Zimbabwe: still waving and drowning – By Richard Dowden
I may have been wrong about the end of President Robert Mugabe. I assumed that nothing in Zimbabwe would change until he was carried feet first out of office. In one way that is correct. He will not retire. He will try to retain the title of President of Zimbabwe until he dies. He told a recent visitor that work keeps him young and went on to say what a wonderful woman Mrs Thatcher was. Sadly, he said, she died young because she gave up office and stopped work.
He really did try to befriend Mrs Thatcher but he is not going to make the same mistake. Yet he does seem to be stepping away from the day-to-day running of Zimbabwe to exploit his new position as Chairperson of African Union, the President of Presidents. He is also chair of the Southern Africa Development Community. These give him a continent-wide platform to attack whoever he pleases, but will he release his grip on the politics of Zimbabwe?
Although largely ceremonial, the AU position will give him the ovations and cheers he will receive from his fellow presidents at big televised public events. The presidents will follow the African tradition for respect for the elderly. And of course they still have to celebrate the anti-colonial struggle. However, they will not be endorsing or following Mugabe’s policies. If investors are wise they will ignore this theatre.
Sensing Mugabe’s withdrawal from the day-to-day management of the country, the succession rivals have started to try to wipe each other out. When Mugabe’s wife, Grace, looked as though she was the next in line, the two vice presidents, Emerson Mnangagwa and Joice Mujuru, teamed up and pushed her aside. Mnangagwa then turned on Joice. That rivalry has probably already claimed her husband’s life. Solomon Mujuru died in 2011 in a mysterious fire in his home near Harare. She has now been denounced as plotting to overthrow Mugabe and stripped of all her titles. But of all Zimbabwe’s senior ZANU politicians she is regarded as being by far the most publicly popular.
So what are Mnangagwa’s plans? He says that he has a mandate from the President – or “˜Number One’ as he is known to his ministers – to revive the economy by any means. The country is bankrupt and all major transactions are in US dollars or South African Rand. The Marange diamond mine – one of the richest finds in southern Africa – has been excavated by the army. But only the generals and foreign diamond dealers have got rich. There has been almost no money for health or education for ordinary Zimbabweans. And now huge investment at the mine is needed to continue production at a deeper level.
Zimbabwe remains a relatively developed country with an effective national infrastructure. It has a power supply that still works, roads that get repaired and a civil service that can deliver even though it has been badly weakened by the politicians.
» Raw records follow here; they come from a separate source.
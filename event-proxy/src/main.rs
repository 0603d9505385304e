use std::{env, io};

use event_time::IcsSettings;
use tokio::{net::TcpListener, signal};
use tracing_subscriber::EnvFilter;

mod cache;
mod cli;
mod error;
mod server;
mod upstream;

use crate::server::{router, AppState};
use crate::upstream::Upstream;

#[tokio::main]
async fn main() -> io::Result<()> {
    tracing_subscriber::fmt()
        .with_env_filter(
            EnvFilter::try_from_default_env().unwrap_or_else(|_| EnvFilter::new("event_proxy=info")),
        )
        .with_target(true)
        .init();

    let args = cli::parse(env::args().collect());

    let upstream = match Upstream::new(args.upstream.clone(), args.api_key.clone()) {
        Ok(upstream) => upstream,
        Err(err) => {
            tracing::error!(error = %err, "failed to build event api client");
            return Err(io::Error::new(io::ErrorKind::Other, err));
        }
    };

    let settings = IcsSettings {
        zone: args.zone,
        ..IcsSettings::default()
    };

    let state = AppState::new(
        upstream,
        settings,
        cache::Config {
            enabled: args.enable_cache,
            ttl: args.cache_ttl,
        },
    );

    tracing::info!(
        upstream = %args.upstream,
        zone = %args.zone,
        cache = args.enable_cache,
        "configured"
    );

    let listener = TcpListener::bind(args.address).await?;
    tracing::info!("Listening at http://{}", args.address);

    axum::serve(listener, router(state))
        .with_graceful_shutdown(shutdown_signal())
        .await
}

async fn shutdown_signal() {
    if let Err(err) = signal::ctrl_c().await {
        tracing::error!(error = %err, "failed to listen for shutdown signal");
        return;
    }
    tracing::info!("Shutting down");
}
In literacy it ranks higher than 27 other African countries in the Human Development Index including Kenya and Cote d’Ivoire and has some of the highest ratings of all the least developed countries. Although millions of Zimbabweans have voted with their feet and left the country, Zimbabwe could easily bounce back if it was better led.
Mugabe’s AU job will only last for a year so he may well try to return to the day-to-day running of Zimbabwe when he has to step down. Mnangagwa may try to block him or at least position himself as the only successor. The Crocodile, as he is known, says he wants to revive the economy and is holding out a hand to investors. But with much of Zimbabwe’s agricultural processing and manufacturing capacity destroyed, there is no alternative to basic agriculture at the moment. Agricultural production is running at 40% of the level it was in 2000 before the white farmers were expelled and their land expropriated. The Vice President recently admitted that the land reform programme had failed and was even talking about reversing some of the land policies and reviving commercial farming.
Mugabe himself has admitted that “mistakes were made” over the land question and there are hints from those around him that the white former farmers could be invited back. Mnangagwa and other ministers are desperately trying to get Zimbabwe’s debt rescheduled but estimates of what it actually is vary between $7 billion and $11 billion. These will be tough negotiations. Why should the world be kind to a country whose wounds are self-inflicted? The European Union is taking the lead on this but – erratic as ever – Mugabe announced at his recent birthday party that the remaining white farmers should be kicked out. This contradicts Mnangagwa’s new message and would scupper any attempt to get the European Union to help with Zimbabwe’s debt or encourage investment. But if this indeed is the moment when Mugabe is losing his grip on the country, the turnaround might begin.
Richard Dowden is Director of the Royal African Society.